== Segment start ==

use chrono::Duration;
use clap::Parser;
use std::path::PathBuf;

use crate::error::{FocusError, Result};

// ── Config (CLI) ──────────────────────────────────────────────────────────────

/// Background coordinator for focus mode
#[derive(Parser, Debug, Clone)]
#[command(
    name = "focus-coordinator",
    about = "Background coordinator for focus mode",
    version
)]
pub struct Config {
    /// Path of the JSON state store
    #[arg(long, env = "FOCUS_STORE_PATH")]
    pub store_path: Option<PathBuf>,

    /// Default focus-mode duration in minutes (1-480)
    #[arg(long, default_value = "60", value_parser = clap::value_parser!(u32).range(1..=480))]
    pub meeting_minutes: u32,

    /// Timezone used in reminder messages (auto-detected if not specified)
    #[arg(long, default_value = "auto")]
    pub timezone: String,

    /// Logging level
    #[arg(long, default_value = "INFO", value_parser = ["DEBUG", "INFO", "WARNING", "ERROR", "CRITICAL"])]
    pub log_level: String,

    /// Log file path (stderr when absent)
    #[arg(long)]
    pub log_file: Option<PathBuf>,

    /// Enable debug logging
    #[arg(long)]
    pub debug: bool,

    /// Clear the persisted state before starting
    #[arg(long)]
    pub reset: bool,
}

impl Config {
    /// Parse the process arguments and resolve derived values.
    pub fn load() -> Result<Self> {
        Self::resolve(Config::parse())
    }

    /// Same as [`Config::load`] with an explicit argument list.
    pub fn load_from<I, T>(args: I) -> Result<Self>
    where
        I: IntoIterator<Item = T>,
        T: Into<std::ffi::OsString> + Clone,
    {
        let parsed =
            Config::try_parse_from(args).map_err(|e| FocusError::Config(e.to_string()))?;
        Self::resolve(parsed)
    }

    fn resolve(mut config: Config) -> Result<Self> {
        if !crate::time_utils::validate_timezone(&config.timezone) {
            return Err(FocusError::Config(format!(
                "unknown timezone: {}",
                config.timezone
            )));
        }
        if config.debug {
            config.log_level = "DEBUG".to_string();
        }
        Ok(config)
    }

    /// Store path, defaulting to `~/.focus-coordinator/state.json`.
    pub fn resolved_store_path(&self) -> PathBuf {
        self.store_path
            .clone()
            .unwrap_or_else(|| Self::default_store_path_in(&Self::home_dir()))
    }

    /// Default store path rooted at `base_dir` (used for testing).
    pub fn default_store_path_in(base_dir: &std::path::Path) -> PathBuf {
        base_dir.join(".focus-coordinator").join("state.json")
    }

    pub fn timings(&self) -> Timings {
        Timings {
            meeting_duration: Duration::minutes(i64::from(self.meeting_minutes)),
            ..Timings::default()
        }
    }

    fn home_dir() -> PathBuf {
        dirs::home_dir().unwrap_or_else(|| PathBuf::from("."))
    }
}

// ── Timings ───────────────────────────────────────────────────────────────────

/// Periods and horizons used by the scheduler and its handlers.
#[derive(Debug, Clone, Copy, PartialEq, Eq)]
pub struct Timings {
    pub context_check_every: Duration,
    pub calendar_sync_every: Duration,
    pub cleanup_every: Duration,
    /// How long focus mode lasts before the meeting-end timer fires.
    pub meeting_duration: Duration,
    /// Reminder lead time before a meeting's start.
    pub reminder_lead: Duration,
    /// Calendar sync looks this far ahead.
    pub upcoming_window: Duration,
    /// Meetings older than this are pruned.
    pub meeting_retention: Duration,
    /// Extracted actions older than this are purged.
    pub actions_retention: Duration,
}

impl Default for Timings {
    fn default() -> Self {
        Self {
            context_check_every: Duration::minutes(1),
            calendar_sync_every: Duration::minutes(5),
            cleanup_every: Duration::minutes(30),
            meeting_duration: Duration::minutes(60),
            reminder_lead: Duration::minutes(5),
            upcoming_window: Duration::minutes(30),
            meeting_retention: Duration::hours(24),
            actions_retention: Duration::days(7),
        }
    }
}

// ── Tests ─────────────────────────────────────────────────────────────────────
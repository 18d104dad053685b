//! Timer management for the coordinator.
//!
//! Every timer is a small tokio task that sleeps and then sends its
//! [`TimerKind`] into an unbounded channel owned by the coordinator's event
//! loop, so timer fires are handled one at a time alongside commands and
//! resource events. Timers live only in memory: nothing here survives a
//! restart, which is why periodic timers are re-armed on every start-up.

use std::collections::HashMap;
use std::time::Duration;

use chrono::{DateTime, Utc};
use focus_core::config::Timings;
use focus_core::time_utils::to_std_duration;
use tokio::sync::mpsc;
use tokio::task::JoinHandle;
use tokio::time::{self, MissedTickBehavior};

// ── TimerKind ─────────────────────────────────────────────────────────────────

/// Identifies a timer and is the payload delivered when it fires.
#[derive(Debug, Clone, PartialEq, Eq, Hash)]
pub enum TimerKind {
    /// Periodic: look at the focused resource for a meeting platform.
    ContextCheck,
    /// Periodic: look for scheduled meetings starting soon.
    CalendarSync,
    /// Periodic: purge stale actions and meetings.
    Cleanup,
    /// One-shot: the focus-mode duration has elapsed.
    MeetingEnd,
    /// One-shot: a scheduled meeting is about to start.
    MeetingReminder(String),
}

impl TimerKind {
    pub fn is_periodic(&self) -> bool {
        matches!(self, Self::ContextCheck | Self::CalendarSync | Self::Cleanup)
    }
}

// ── Scheduler ─────────────────────────────────────────────────────────────────

/// Owns the running timer tasks, keyed by [`TimerKind`].
pub struct Scheduler {
    tx: mpsc::UnboundedSender<TimerKind>,
    timers: HashMap<TimerKind, JoinHandle<()>>,
}

impl Scheduler {
    /// Create a scheduler together with the receiver its timers fire into.
    pub fn channel() -> (Self, mpsc::UnboundedReceiver<TimerKind>) {
        let (tx, rx) = mpsc::unbounded_channel();
        (
            Self {
                tx,
                timers: HashMap::new(),
            },
            rx,
        )
    }

    /// Clear any previously armed periodic timers and arm all three afresh.
    pub fn start_periodic(&mut self, timings: &Timings) {
        for kind in [TimerKind::ContextCheck, TimerKind::CalendarSync, TimerKind::Cleanup] {
            self.cancel(&kind);
        }
        self.arm_every(TimerKind::ContextCheck, to_std_duration(timings.context_check_every));
        self.arm_every(TimerKind::CalendarSync, to_std_duration(timings.calendar_sync_every));
        self.arm_every(TimerKind::Cleanup, to_std_duration(timings.cleanup_every));
        tracing::debug!("periodic timers armed");
    }

    /// Arm a repeating timer. The first fire happens one `period` from now.
    pub fn arm_every(&mut self, kind: TimerKind, period: Duration) {
        let tx = self.tx.clone();
        let fired = kind.clone();
        let handle = tokio::spawn(async move {
            let mut interval = time::interval(period);
            interval.set_missed_tick_behavior(MissedTickBehavior::Delay);
            // The first tick completes immediately.
            interval.tick().await;
            loop {
                interval.tick().await;
                if tx.send(fired.clone()).is_err() {
                    break;
                }
            }
        });
        self.replace(kind, handle);
    }

    /// Arm a one-shot timer for the wall-clock instant `at`. An instant in
    /// the past fires as soon as possible.
    pub fn arm_at(&mut self, kind: TimerKind, at: DateTime<Utc>, now: DateTime<Utc>) {
        self.arm_after(kind, to_std_duration(at - now));
    }

    /// Arm a one-shot timer that fires after `delay`.
    pub fn arm_after(&mut self, kind: TimerKind, delay: Duration) {
        let tx = self.tx.clone();
        let fired = kind.clone();
        let handle = tokio::spawn(async move {
            time::sleep(delay).await;
            let _ = tx.send(fired);
        });
        tracing::debug!(timer = ?kind, delay_secs = delay.as_secs(), "one-shot timer armed");
        self.replace(kind, handle);
    }

    /// Stop a timer. Returns `true` if one was still pending.
    pub fn cancel(&mut self, kind: &TimerKind) -> bool {
        match self.timers.remove(kind) {
            Some(handle) => {
                let pending = !handle.is_finished();
                handle.abort();
                pending
            }
            None => false,
        }
    }

    /// Forget a one-shot timer after its fire has been handled.
    pub fn complete(&mut self, kind: &TimerKind) {
        if !kind.is_periodic() {
            self.timers.remove(kind);
        }
    }

    /// `true` while the timer is armed and has not yet delivered its fire.
    pub fn is_armed(&self, kind: &TimerKind) -> bool {
        self.timers.get(kind).is_some_and(|h| !h.is_finished())
    }

    /// Abort every timer.
    pub fn shutdown(&mut self) {
        for (_, handle) in self.timers.drain() {
            handle.abort();
        }
    }

    fn replace(&mut self, kind: TimerKind, handle: JoinHandle<()>) {
        if let Some(previous) = self.timers.insert(kind, handle) {
            previous.abort();
        }
    }
}

impl Drop for Scheduler {
    fn drop(&mut self) {
        self.shutdown();
    }
}

// ── Tests ─────────────────────────────────────────────────────────────────────
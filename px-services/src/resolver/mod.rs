//! Per-process resolution chain
//!
//! Policies are consulted in the order they were added; the first one that
//! claims a request wins. Requests nobody claims fall through to the
//! registry inherited from the parent, which may itself fail the request.

use alloc::boxed::Box;
use alloc::string::String;
use alloc::sync::Arc;
use alloc::vec::Vec;

use px_api::error::not_found;
use px_api::{Capability, Result};

use crate::core::Service;
use crate::policy::{LabelingPolicy, SessionPolicy};
use crate::registry::ServiceRegistry;

/// Ordered chain of providers for one process
pub struct ServiceResolver {
    policies: Vec<Box<dyn SessionPolicy>>,
    parent_services: Arc<ServiceRegistry>,
    labeling: LabelingPolicy,
}

impl ServiceResolver {
    /// Create an empty chain for the process called `label`
    pub fn new(label: &str, parent_services: Arc<ServiceRegistry>) -> Self {
        Self {
            policies: Vec::new(),
            parent_services,
            labeling: LabelingPolicy::new(label),
        }
    }

    /// Append a policy behind the ones already present
    pub fn with_policy<P: SessionPolicy + 'static>(mut self, policy: P) -> Self {
        self.policies.push(Box::new(policy));
        self
    }

    /// Number of local policies ahead of the parent registry
    pub fn len(&self) -> usize {
        self.policies.len()
    }

    /// Whether the chain consists of the parent registry only
    pub fn is_empty(&self) -> bool {
        self.policies.is_empty()
    }

    /// Registry consulted after all local policies
    pub fn parent_services(&self) -> &Arc<ServiceRegistry> {
        &self.parent_services
    }

    /// Find the provider for a session request
    pub fn resolve_session_request(&self, service_name: &str, args: &str) -> Option<Arc<dyn Service>> {
        self.policies
            .iter()
            .find_map(|policy| policy.resolve_session_request(service_name, args))
            .or_else(|| self.parent_services.find(service_name))
    }

    /// Apply the label-enforcement policy to outgoing request arguments
    pub fn filter_session_args(&self, service_name: &str, args: &mut String, capacity: usize) -> Result<()> {
        self.labeling.filter_session_args(service_name, args, capacity).inspect_err(|_e| {
            #[cfg(feature = "log")]
            log::warn!("label for {} session does not fit: {}", service_name, _e);
        })
    }

    /// Filter the arguments, resolve the provider and open the session
    pub fn session(&self, service_name: &str, args: &mut String, capacity: usize) -> Result<Capability> {
        self.filter_session_args(service_name, args, capacity)?;

        match self.resolve_session_request(service_name, args) {
            Some(service) => service.session(args),
            None => {
                #[cfg(feature = "log")]
                log::debug!("no provider for {} session ({})", service_name, args);
                Err(not_found(service_name))
            }
        }
    }
}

== Segment end ==

Some lines contain the word "that". Pull each one out of the listing.

//! Every timer is a small tokio task that sleeps and then sends its
    /// Arm a one-shot timer that fires after `delay`.
//! Policies are consulted in the order they were added; the first one that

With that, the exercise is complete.